:: Provided data ::

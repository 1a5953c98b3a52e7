//! Core data types for the merchant market

use chrono::{DateTime, Utc};
use serde::{Deserialize, Serialize};

/// Which side of a client's book a listing sits on
#[derive(Debug, Clone, Copy, PartialEq, Eq, Hash, Serialize, Deserialize)]
pub enum ListingKind {
    /// An item the client has listed for sale
    #[serde(rename = "deposits")]
    Deposit,
    /// An item the client has purchased off the market
    #[serde(rename = "withdraws")]
    Withdraw,
}

/// Lifecycle status of a listing
#[derive(Debug, Clone, Copy, PartialEq, Eq, Default, Serialize, Deserialize)]
#[serde(rename_all = "snake_case")]
pub enum ListingStatus {
    /// Listed and purchasable
    #[default]
    Active,
    /// A buyer committed; the seller must confirm before the trade is sent
    SellConfirmation,
    /// Trade offer sent to the buyer
    TradeSent,
    /// Trade accepted, listing settled
    Completed,
    Cancelled,
    /// Status value this SDK version does not know about
    #[serde(other)]
    Unknown,
}

impl ListingStatus {
    /// True when the consumer is expected to call
    /// [`confirm_listing`](crate::MerchantClient::confirm_listing)
    pub fn needs_confirmation(&self) -> bool {
        matches!(self, ListingStatus::SellConfirmation)
    }
}

/// A single item offered for trade on the marketplace
///
/// `asset_id` is the canonical identity key: removal and status pushes, as
/// well as cancel/purchase/confirm requests, all address listings by asset
/// id, which the service guarantees to be globally unique. The
/// server-assigned listing `id` is carried when the server sends one.
#[derive(Debug, Clone, Serialize, Deserialize)]
pub struct Listing {
    /// Server-assigned listing identifier, when present
    #[serde(default, skip_serializing_if = "Option::is_none")]
    pub id: Option<String>,
    /// Steam asset identifier of the item
    #[serde(rename = "assetid")]
    pub asset_id: String,
    /// Market hash name of the item
    #[serde(rename = "name", default, skip_serializing_if = "Option::is_none")]
    pub market_hash_name: Option<String>,
    /// Price in minor currency units (cents)
    pub price: u64,
    #[serde(default)]
    pub status: ListingStatus,
    /// Book side, present on status pushes and client book snapshots
    #[serde(rename = "type", default, skip_serializing_if = "Option::is_none")]
    pub kind: Option<ListingKind>,
    /// SteamID64 of the owning client, when the server includes it
    #[serde(rename = "steamid", default, skip_serializing_if = "Option::is_none")]
    pub steam_id: Option<String>,
    #[serde(rename = "listedAt", default, skip_serializing_if = "Option::is_none")]
    pub listed_at: Option<DateTime<Utc>>,
}

impl Listing {
    /// Create a minimal active listing
    pub fn new(asset_id: impl Into<String>, price: u64) -> Self {
        Self {
            id: None,
            asset_id: asset_id.into(),
            market_hash_name: None,
            price,
            status: ListingStatus::Active,
            kind: None,
            steam_id: None,
            listed_at: None,
        }
    }

    /// Price in major currency units (dollars)
    pub fn price_dollars(&self) -> f64 {
        self.price as f64 / 100.0
    }
}

/// Aggregate statistics over the active listing set
///
/// Both values are maintained incrementally as listings come and go, and
/// recomputed from scratch when the active set is replaced wholesale.
#[derive(Debug, Clone, Copy, Default, PartialEq, Eq, Serialize, Deserialize)]
pub struct MarketStats {
    /// Highest price among active listings, 0 when the market is empty
    pub max_price: u64,
    /// Sum of prices over all active listings
    pub total_value: u64,
}

impl MarketStats {
    /// Highest active price in dollars
    pub fn max_dollars(&self) -> f64 {
        self.max_price as f64 / 100.0
    }

    /// Total active market value in dollars
    pub fn value_dollars(&self) -> f64 {
        self.total_value as f64 / 100.0
    }
}

/// An item in a client's external inventory, as returned by `load_inventory`
#[derive(Debug, Clone, Serialize, Deserialize)]
pub struct InventoryItem {
    #[serde(rename = "assetid")]
    pub asset_id: String,
    #[serde(rename = "name", default, skip_serializing_if = "Option::is_none")]
    pub market_hash_name: Option<String>,
    /// Suggested price in minor currency units
    #[serde(default)]
    pub price: u64,
    /// Whether the service accepts this item for listing
    #[serde(default)]
    pub accepted: bool,
}

/// A client's current books, as returned by `fetch_client_listings`
#[derive(Debug, Clone, Default, Serialize, Deserialize)]
pub struct AccountListings {
    #[serde(default)]
    pub deposits: Vec<Listing>,
    #[serde(default)]
    pub withdraws: Vec<Listing>,
}

/// One item of a create-listings batch
#[derive(Debug, Clone, Serialize, Deserialize)]
pub struct ListingDraft {
    #[serde(rename = "assetid")]
    pub asset_id: String,
    /// Asking price in minor currency units
    pub price: u64,
    /// Percentage added on top of the suggested price
    #[serde(rename = "percentIncrease")]
    pub percent_increase: f64,
}

impl ListingDraft {
    pub fn new(asset_id: impl Into<String>, price: u64, percent_increase: f64) -> Self {
        Self {
            asset_id: asset_id.into(),
            price,
            percent_increase,
        }
    }
}

/// Input to [`create_listings`](crate::MerchantClient::create_listings)
#[derive(Debug, Clone, Serialize)]
pub struct CreateListingsRequest {
    /// SteamID64 of the selling client
    #[serde(rename = "steamid")]
    pub steam_id: String,
    /// The client's Steam API key
    #[serde(rename = "apiKey")]
    pub api_key: String,
    /// The client's Steam trade URL
    #[serde(rename = "tradeUrl")]
    pub trade_url: String,
    pub items: Vec<ListingDraft>,
}

/// Input to [`purchase_listing`](crate::MerchantClient::purchase_listing)
#[derive(Debug, Clone)]
pub struct PurchaseRequest {
    /// SteamID64 of the buying client
    pub steam_id: String,
    /// Trade URL the purchased item should be routed to
    pub trade_url: String,
    /// Asset id of the listing being bought
    pub asset_id: String,
}

#[cfg(test)]
mod tests {
    use super::*;

    #[test]
    fn test_listing_wire_shape() {
        let json = r#"{
            "id": "L-1001",
            "assetid": "31230210",
            "name": "AK-47 | Redline (Field-Tested)",
            "price": 1250,
            "status": "sell_confirmation",
            "type": "deposits",
            "steamid": "76561198000000000"
        }"#;

        let listing: Listing = serde_json::from_str(json).unwrap();
        assert_eq!(listing.asset_id, "31230210");
        assert_eq!(listing.price, 1250);
        assert_eq!(listing.status, ListingStatus::SellConfirmation);
        assert!(listing.status.needs_confirmation());
        assert_eq!(listing.kind, Some(ListingKind::Deposit));
        assert_eq!(listing.steam_id.as_deref(), Some("76561198000000000"));
        assert_eq!(listing.price_dollars(), 12.50);
    }

    #[test]
    fn test_listing_minimal_payload() {
        // Push payloads frequently omit everything but the identity and price
        let listing: Listing =
            serde_json::from_str(r#"{"assetid": "555", "price": 900}"#).unwrap();
        assert_eq!(listing.asset_id, "555");
        assert_eq!(listing.status, ListingStatus::Active);
        assert!(listing.kind.is_none());
        assert!(listing.id.is_none());
    }

    #[test]
    fn test_unknown_status_does_not_fail_parsing() {
        let listing: Listing =
            serde_json::from_str(r#"{"assetid": "1", "price": 5, "status": "escrow_hold"}"#)
                .unwrap();
        assert_eq!(listing.status, ListingStatus::Unknown);
    }

    #[test]
    fn test_market_stats_dollars() {
        let stats = MarketStats {
            max_price: 900,
            total_value: 1400,
        };
        assert_eq!(stats.max_dollars(), 9.0);
        assert_eq!(stats.value_dollars(), 14.0);
    }

    #[test]
    fn test_listing_draft_serializes_camel_case() {
        let draft = ListingDraft::new("42", 1000, 5.0);
        let json = serde_json::to_value(&draft).unwrap();
        assert_eq!(json["assetid"], "42");
        assert_eq!(json["percentIncrease"], 5.0);
    }
}
#![deny(unreachable_pub)]
mod client;
pub mod config;
mod consts;
mod errors;
pub mod market;
mod transport;

pub use client::MerchantClient;
pub use config::{ClientConfig, Settings};
pub use consts::{DEFAULT_REQUEST_TIMEOUT_MS, MERCHANT_SOCKET_URL};
pub use errors::{Error, Result};
pub use market::{
    AccountListings, CreateListingsRequest, InventoryItem, Listing, ListingDraft, ListingKind,
    ListingStatus, MarketEvent, MarketMirror, MarketStats, PurchaseRequest, RemovedListing,
};
pub use transport::{MockTransport, PushEvent, ResponseEnvelope, Transport, WsTransport};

:::

Exercise brief >>
Exact reproduction is required. Give the lines of the data from its first line through the line containing "listing sits on", and no others.

Task output >>
repository 1a5953c98b3a52e7
//! Core data types for the merchant market

use chrono::{DateTime, Utc};
use serde::{Deserialize, Serialize};

/// Which side of a client's book a listing sits on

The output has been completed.